Outbox, Inbox, and Change Data Capture
Ensure reliable event publishing and delivery with outbox, inbox, and CDC patterns.
TL;DR
Events and database changes must be published reliably. The outbox pattern solves this: when you write data to your database, also write an event record to an outbox table in the same transaction. A separate process periodically reads the outbox and publishes events to the message broker. This guarantees that if your data changed, the event will eventually be published. The inbox pattern is the mirror: when you receive an event, write it to an inbox table before processing. This ensures idempotent message handling—if a message arrives twice, you only process it once. Change data capture (CDC) reads database transaction logs directly, detecting changes without application code involvement. Use outbox for publishing; use inbox for consuming; consider CDC when you need to detect all changes including those from legacy systems.
Learning Objectives
- Design the outbox pattern for reliable event publishing
- Implement the inbox pattern for idempotent consumption
- Understand change data capture and its benefits
- Handle duplicate messages without side effects
- Monitor event delivery reliability
- Choose between outbox and CDC based on requirements
Motivating Scenario
An order service updates the order status to "shipped" and publishes a "ShippedOrder" event. The event publish succeeds but the database write fails. Now the database says it's not shipped but external systems think it is. Or vice versa: the database updates but the publish fails. No one knows the order was shipped. How do you ensure consistency between database state and external event notifications?
Core Concepts
The Outbox Pattern
Write both the entity update and the event to your database in a single transaction. Later, a separate process (the outbox poller) reads unpublished events from the outbox table and publishes them to the message broker. Once published, mark the event as published. This guarantees: if the database changed, the event will eventually be published. The database transaction ensures atomicity.
The Inbox Pattern
When consuming events, write them to an inbox table first, then process them. Store the message ID with the message. If the same message arrives again, you see it's already in the inbox and skip reprocessing. This makes message handling idempotent: processing the same message twice has the same effect as processing it once.
Change Data Capture
Monitor the database transaction log (WAL in PostgreSQL, binlog in MySQL) for all changes. Tools like Debezium capture inserts, updates, and deletes in real-time. CDC is powerful because it doesn't require application code changes—it detects all data changes. However, it's more operationally complex and less flexible than application-driven events.
At-Least-Once Delivery
Both patterns guarantee at-least-once delivery: an event will be delivered at least once, but possibly multiple times. Handle duplicates by designing idempotent operations or by deduplicating at the application level using message IDs.
Practical Example
- Python
- Go
- Node.js
# ❌ POOR - Event published separately from database write
def create_order(order_data):
order = Order(**order_data)
db.insert(order)
# If this fails, order is created but not published
event_bus.publish('OrderCreated', {'order_id': order.id})
return order
# ✅ EXCELLENT - Outbox pattern for reliable publishing
def create_order(order_data):
order = Order(**order_data)
with db.transaction():
db.insert('orders', order)
# Write event to outbox in same transaction
db.insert('outbox', {
'event_type': 'OrderCreated',
'payload': json.dumps({'order_id': order.id}),
'published': False
})
return order
# Outbox poller (runs periodically)
def publish_outbox_events():
unpublished = db.query('SELECT * FROM outbox WHERE published = FALSE')
for event in unpublished:
try:
event_bus.publish(event['event_type'], event['payload'])

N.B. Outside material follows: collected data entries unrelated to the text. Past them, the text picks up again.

#![allow(dead_code)]

pub mod mock_gateway;
//! Prometheus metrics for the bfut engine.
//!
//! Covers:
//! - Stream health (connected streams, reconnects, frames, parse errors)
//! - REST calls (outcome and latency per endpoint)
//! - Order flow and reconciliation gaps
//! - Subscriber and strategy dispatch failures
//! - Backtest runs
//!
//! # Panics
//!
//! Metric registration uses `unwrap()` intentionally. A registration failure
//! means duplicate metric names, which is a fatal startup error. These panics
//! only occur during static initialization, never at runtime.

use crate::error::{TelemetryError, TelemetryResult};
use once_cell::sync::Lazy;
use prometheus::{
    register_counter, register_counter_vec, register_histogram_vec, register_int_gauge_vec,
    Counter, CounterVec, Encoder, HistogramVec, IntGaugeVec, TextEncoder,
};

/// Streams currently connected.
/// Labels: kind (market/user)
pub static STREAM_CONNECTED: Lazy<IntGaugeVec> = Lazy::new(|| {
    register_int_gauge_vec!(
        "bfut_stream_connected",
        "Streams currently connected",
        &["kind"]
    )
    .unwrap()
});

/// Stream reconnections.
/// Labels: kind, reason (error/closed/idle/restart)
pub static STREAM_RECONNECT_TOTAL: Lazy<CounterVec> = Lazy::new(|| {
    register_counter_vec!(
        "bfut_stream_reconnect_total",
        "Total stream reconnections",
        &["kind", "reason"]
    )
    .unwrap()
});

pub static STREAM_FRAMES_TOTAL: Lazy<CounterVec> = Lazy::new(|| {
    register_counter_vec!(
        "bfut_stream_frames_total",
        "Total text frames received",
        &["kind"]
    )
    .unwrap()
});

pub static FRAME_PARSE_ERRORS_TOTAL: Lazy<CounterVec> = Lazy::new(|| {
    register_counter_vec!(
        "bfut_frame_parse_errors_total",
        "Frames dropped because they could not be decoded",
        &["kind"]
    )
    .unwrap()
});

/// Listen keys renewed after expiry.
pub static LISTEN_KEY_RENEWALS_TOTAL: Lazy<Counter> = Lazy::new(|| {
    register_counter!(
        "bfut_listen_key_renewals_total",
        "Listen keys renewed after expiry"
    )
    .unwrap()
});

/// REST requests.
/// Labels: endpoint, outcome (ok/venue_error/transport_error/decode_error)
pub static REST_REQUESTS_TOTAL: Lazy<CounterVec> = Lazy::new(|| {
    register_counter_vec!(
        "bfut_rest_requests_total",
        "Total REST requests",
        &["endpoint", "outcome"]
    )
    .unwrap()
});

pub static REST_LATENCY_MS: Lazy<HistogramVec> = Lazy::new(|| {
    register_histogram_vec!(
        "bfut_rest_latency_ms",
        "REST round-trip latency in milliseconds",
        &["endpoint"],
        vec![5.0, 10.0, 25.0, 50.0, 100.0, 250.0, 500.0, 1000.0, 2500.0, 5000.0, 10000.0]
    )
    .unwrap()
});

/// Order operations.
/// Labels: outcome (placed/place_failed/canceled/cancel_failed/filled)
pub static ORDERS_TOTAL: Lazy<CounterVec> = Lazy::new(|| {
    register_counter_vec!("bfut_orders_total", "Order operations", &["outcome"]).unwrap()
});

/// Stream updates that referenced an order id never seen before.
pub static RECONCILIATION_GAPS_TOTAL: Lazy<Counter> = Lazy::new(|| {
    register_counter!(
        "bfut_reconciliation_gaps_total",
        "Order updates absorbed as floating records"
    )
    .unwrap()
});

/// Subscriber callbacks that failed or panicked.
/// Labels: channel
pub static SUBSCRIBER_FAILURES_TOTAL: Lazy<CounterVec> = Lazy::new(|| {
    register_counter_vec!(
        "bfut_subscriber_failures_total",
        "Subscriber callbacks that returned an error or panicked",
        &["channel"]
    )
    .unwrap()
});

/// Strategy handler failures during dispatch.
/// Labels: strategy
pub static DISPATCH_FAILURES_TOTAL: Lazy<CounterVec> = Lazy::new(|| {
    register_counter_vec!(
        "bfut_dispatch_failures_total",
        "Strategy handler failures during dispatch",
        &["strategy"]
    )
    .unwrap()
});

pub static BACKTEST_RUNS_TOTAL: Lazy<Counter> = Lazy::new(|| {
    register_counter!("bfut_backtest_runs_total", "Completed backtest runs").unwrap()
});

/// Metrics facade.
pub struct Metrics;

impl Metrics {
    pub fn stream_connected(kind: &str) {
        STREAM_CONNECTED.with_label_values(&[kind]).inc();
    }

    pub fn stream_disconnected(kind: &str) {
        STREAM_CONNECTED.with_label_values(&[kind]).dec();
    }

    pub fn stream_reconnect(kind: &str, reason: &str) {
        STREAM_RECONNECT_TOTAL
            .with_label_values(&[kind, reason])
            .inc();
    }

    pub fn frame_received(kind: &str) {
        STREAM_FRAMES_TOTAL.with_label_values(&[kind]).inc();
    }

    pub fn frame_parse_error(kind: &str) {
        FRAME_PARSE_ERRORS_TOTAL.with_label_values(&[kind]).inc();
    }

    pub fn listen_key_renewed() {
        LISTEN_KEY_RENEWALS_TOTAL.inc();
    }

    /// Record one REST round trip.
    pub fn rest_request(endpoint: &str, outcome: &str, latency_ms: f64) {
        REST_REQUESTS_TOTAL
            .with_label_values(&[endpoint, outcome])
            .inc();
        REST_LATENCY_MS
            .with_label_values(&[endpoint])
            .observe(latency_ms);
    }

    pub fn order_event(outcome: &str) {
        ORDERS_TOTAL.with_label_values(&[outcome]).inc();
    }

    pub fn reconciliation_gap() {
        RECONCILIATION_GAPS_TOTAL.inc();
    }

    pub fn subscriber_failure(channel: &str) {
        SUBSCRIBER_FAILURES_TOTAL.with_label_values(&[channel]).inc();
    }

    pub fn dispatch_failure(strategy: &str) {
        DISPATCH_FAILURES_TOTAL.with_label_values(&[strategy]).inc();
    }

    pub fn backtest_run() {
        BACKTEST_RUNS_TOTAL.inc();
    }

    /// Render the default registry in the Prometheus text format.
    pub fn encode() -> TelemetryResult<String> {
        let mut buffer = Vec::new();
        TextEncoder::new()
            .encode(&prometheus::gather(), &mut buffer)
            .map_err(|e| TelemetryError::Metrics(e.to_string()))?;
        String::from_utf8(buffer).map_err(|e| TelemetryError::Metrics(e.to_string()))
    }
}

#[cfg(test)]
mod tests {
    use super::*;

    #[test]
    fn test_stream_gauge_tracks_open_streams() {
        let before = STREAM_CONNECTED.with_label_values(&["test_kind"]).get();
        Metrics::stream_connected("test_kind");
        Metrics::stream_connected("test_kind");
        Metrics::stream_disconnected("test_kind");
        assert_eq!(
            STREAM_CONNECTED.with_label_values(&["test_kind"]).get(),
            before + 1
        );
    }

    #[test]
    fn test_rest_request_records_counter_and_latency() {
        Metrics::rest_request("/v1/test", "ok", 12.0);
        assert!(
            REST_REQUESTS_TOTAL
                .with_label_values(&["/v1/test", "ok"])
                .get()
                >= 1.0
        );
        assert!(
            REST_LATENCY_MS
                .with_label_values(&["/v1/test"])
                .get_sample_count()
                >= 1
        );
    }

    #[test]
    fn test_encode_contains_registered_metrics() {
        Metrics::reconciliation_gap();
        Metrics::backtest_run();
        let text = Metrics::encode().unwrap();
        assert!(text.contains("bfut_reconciliation_gaps_total"));
        assert!(text.contains("bfut_backtest_runs_total"));
    }
}
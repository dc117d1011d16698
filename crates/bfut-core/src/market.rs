//! Market data types: candles, book levels, trades, mark prices, and the
//! channel keys used to address them on the venue's stream endpoint.

use crate::decimal::{Price, Size};
use crate::error::{CoreError, Result};
use serde::{Deserialize, Serialize};
use std::fmt;
use std::str::FromStr;

/// Candle interval supported by the venue. Ordered from shortest to longest.
#[derive(Debug, Clone, Copy, PartialEq, Eq, Hash, PartialOrd, Ord, Serialize, Deserialize)]
pub enum KlineInterval {
    #[serde(rename = "1m")]
    M1,
    #[serde(rename = "3m")]
    M3,
    #[serde(rename = "5m")]
    M5,
    #[serde(rename = "15m")]
    M15,
    #[serde(rename = "30m")]
    M30,
    #[serde(rename = "1h")]
    H1,
    #[serde(rename = "2h")]
    H2,
    #[serde(rename = "4h")]
    H4,
    #[serde(rename = "6h")]
    H6,
    #[serde(rename = "8h")]
    H8,
    #[serde(rename = "12h")]
    H12,
    #[serde(rename = "1d")]
    D1,
    #[serde(rename = "3d")]
    D3,
    #[serde(rename = "1w")]
    W1,
}

impl KlineInterval {
    pub const ALL: [KlineInterval; 14] = [
        Self::M1,
        Self::M3,
        Self::M5,
        Self::M15,
        Self::M30,
        Self::H1,
        Self::H2,
        Self::H4,
        Self::H6,
        Self::H8,
        Self::H12,
        Self::D1,
        Self::D3,
        Self::W1,
    ];

    pub fn as_str(&self) -> &'static str {
        match self {
            Self::M1 => "1m",
            Self::M3 => "3m",
            Self::M5 => "5m",
            Self::M15 => "15m",
            Self::M30 => "30m",
            Self::H1 => "1h",
            Self::H2 => "2h",
            Self::H4 => "4h",
            Self::H6 => "6h",
            Self::H8 => "8h",
            Self::H12 => "12h",
            Self::D1 => "1d",
            Self::D3 => "3d",
            Self::W1 => "1w",
        }
    }

    /// Interval length in milliseconds.
    pub fn duration_ms(&self) -> i64 {
        const MINUTE: i64 = 60_000;
        match self {
            Self::M1 => MINUTE,
            Self::M3 => 3 * MINUTE,
            Self::M5 => 5 * MINUTE,
            Self::M15 => 15 * MINUTE,
            Self::M30 => 30 * MINUTE,
            Self::H1 => 60 * MINUTE,
            Self::H2 => 120 * MINUTE,
            Self::H4 => 240 * MINUTE,
            Self::H6 => 360 * MINUTE,
            Self::H8 => 480 * MINUTE,
            Self::H12 => 720 * MINUTE,
            Self::D1 => 1_440 * MINUTE,
            Self::D3 => 4_320 * MINUTE,
            Self::W1 => 10_080 * MINUTE,
        }
    }
}

impl fmt::Display for KlineInterval {
    fn fmt(&self, f: &mut fmt::Formatter<'_>) -> fmt::Result {
        f.write_str(self.as_str())
    }
}

impl FromStr for KlineInterval {
    type Err = CoreError;

    fn from_str(s: &str) -> Result<Self> {
        Self::ALL
            .iter()
            .copied()
            .find(|i| i.as_str() == s)
            .ok_or_else(|| CoreError::InvalidInterval(s.to_string()))
    }
}

/// One OHLCV candle.
#[derive(Debug, Clone, PartialEq, Eq, Serialize, Deserialize)]
pub struct Kline {
    pub open_time: i64,
    pub close_time: i64,
    pub open: Price,
    pub high: Price,
    pub low: Price,
    pub close: Price,
    pub volume: Size,
    pub trades: u64,
    /// Whether the candle is final. Only closed candles may feed
    /// indicator state.
    pub is_closed: bool,
}

/// Kline event on `<symbol>@kline_<interval>`.
#[derive(Debug, Clone, PartialEq, Eq, Serialize, Deserialize)]
pub struct KlineEvent {
    pub symbol: String,
    pub interval: KlineInterval,
    pub event_time: i64,
    pub kline: Kline,
}

/// One price level.
#[derive(Debug, Clone, Copy, PartialEq, Eq, Serialize, Deserialize)]
pub struct DepthLevel {
    pub price: Price,
    pub qty: Size,
}

/// Partial book depth event on `<symbol>@depth<levels>`.
#[derive(Debug, Clone, PartialEq, Eq, Serialize, Deserialize)]
pub struct DepthEvent {
    pub symbol: String,
    pub event_time: i64,
    pub first_update_id: i64,
    pub last_update_id: i64,
    pub bids: Vec<DepthLevel>,
    pub asks: Vec<DepthLevel>,
}

impl DepthEvent {
    pub fn best_bid(&self) -> Option<&DepthLevel> {
        self.bids.first()
    }

    pub fn best_ask(&self) -> Option<&DepthLevel> {
        self.asks.first()
    }
}

/// Aggregate trade event on `<symbol>@aggTrade`.
#[derive(Debug, Clone, PartialEq, Eq, Serialize, Deserialize)]
pub struct TradeEvent {
    pub symbol: String,
    pub event_time: i64,
    pub trade_id: i64,
    pub price: Price,
    pub qty: Size,
    pub trade_time: i64,
    pub buyer_is_maker: bool,
}

/// Mark price event on `<symbol>@markPrice@1s`.
#[derive(Debug, Clone, PartialEq, Eq, Serialize, Deserialize)]
pub struct MarkPriceEvent {
    pub symbol: String,
    pub event_time: i64,
    pub mark_price: Price,
    pub index_price: Option<Price>,
    pub funding_rate: Option<rust_decimal::Decimal>,
    pub next_funding_time: Option<i64>,
}

impl MarkPriceEvent {
    /// Mark price synthesized from a candle close (backtest replay).
    pub fn from_close(symbol: &str, kline: &Kline) -> Self {
        Self {
            symbol: symbol.to_string(),
            event_time: kline.close_time,
            mark_price: kline.close,
            index_price: None,
            funding_rate: None,
            next_funding_time: None,
        }
    }
}

/// Typed market event.
#[derive(Debug, Clone, PartialEq, Eq)]
pub enum MarketEvent {
    Kline(KlineEvent),
    Depth(DepthEvent),
    Trade(TradeEvent),
    MarkPrice(MarkPriceEvent),
}

impl MarketEvent {
    pub fn symbol(&self) -> &str {
        match self {
            Self::Kline(e) => &e.symbol,
            Self::Depth(e) => &e.symbol,
            Self::Trade(e) => &e.symbol,
            Self::MarkPrice(e) => &e.symbol,
        }
    }

    pub fn kind(&self) -> &'static str {
        match self {
            Self::Kline(_) => "kline",
            Self::Depth(_) => "depth",
            Self::Trade(_) => "trade",
            Self::MarkPrice(_) => "mark_price",
        }
    }
}

/// Address of one market data channel.
///
/// Symbols are stored upper-case; [`ChannelKey::stream_name`] produces the
/// lower-case `<symbol>@<channel>` form the stream endpoint expects.
#[derive(Debug, Clone, PartialEq, Eq, Hash, PartialOrd, Ord)]
pub enum ChannelKey {
    Kline {
        symbol: String,
        interval: KlineInterval,
    },
    Depth {
        symbol: String,
        levels: u16,
    },
    Trade {
        symbol: String,
    },
    MarkPrice {
        symbol: String,
    },
}

impl ChannelKey {
    pub fn kline(symbol: &str, interval: KlineInterval) -> Self {
        Self::Kline {
            symbol: symbol.to_uppercase(),
            interval,
        }
    }

    /// Partial book depth; the venue supports 5, 10 and 20 levels.
    pub fn depth(symbol: &str, levels: u16) -> Self {
        let levels = match levels {
            0..=5 => 5,
            6..=10 => 10,
            _ => 20,
        };
        Self::Depth {
            symbol: symbol.to_uppercase(),
            levels,
        }
    }

    pub fn trade(symbol: &str) -> Self {
        Self::Trade {
            symbol: symbol.to_uppercase(),
        }
    }

    pub fn mark_price(symbol: &str) -> Self {
        Self::MarkPrice {
            symbol: symbol.to_uppercase(),
        }
    }

    pub fn symbol(&self) -> &str {
        match self {
            Self::Kline { symbol, .. }
            | Self::Depth { symbol, .. }
            | Self::Trade { symbol }
            | Self::MarkPrice { symbol } => symbol,
        }
    }

    /// Stream name, e.g. `btcusdt@kline_15m`.
    pub fn stream_name(&self) -> String {
        let sym = self.symbol().to_lowercase();
        match self {
            Self::Kline { interval, .. } => format!("{sym}@kline_{interval}"),
            Self::Depth { levels, .. } => format!("{sym}@depth{levels}"),
            Self::Trade { .. } => format!("{sym}@aggTrade"),
            Self::MarkPrice { .. } => format!("{sym}@markPrice@1s"),
        }
    }

    /// Channel an event belongs to (depth level count is not carried by
    /// the event, so it must be supplied by the subscriber side).
    pub fn matches(&self, event: &MarketEvent) -> bool {
        if !self.symbol().eq_ignore_ascii_case(event.symbol()) {
            return false;
        }
        match (self, event) {
            (Self::Kline { interval, .. }, MarketEvent::Kline(e)) => *interval == e.interval,
            (Self::Depth { .. }, MarketEvent::Depth(_))
            | (Self::Trade { .. }, MarketEvent::Trade(_))
            | (Self::MarkPrice { .. }, MarketEvent::MarkPrice(_)) => true,
            _ => false,
        }
    }
}

impl fmt::Display for ChannelKey {
    fn fmt(&self, f: &mut fmt::Formatter<'_>) -> fmt::Result {
        f.write_str(&self.stream_name())
    }
}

db.update('outbox', event['id'], {'published': True})
except PublishError:
# Retry later
pass
# ✅ EXCELLENT - Inbox pattern for idempotent consumption
class OrderEventHandler:
def on_order_shipped(self, event):
# Check if already processed
existing = db.query(
'SELECT * FROM inbox WHERE message_id = %s',
event['message_id']
)
if existing:
return # Already processed
with db.transaction():
# Record that we're processing this message
db.insert('inbox', {
'message_id': event['message_id'],
'event_type': event['type'],
'processed': False
})
# Process the event
self.update_shipment_status(event['order_id'])
# Mark as processed
db.update('inbox', event['message_id'], {'processed': True})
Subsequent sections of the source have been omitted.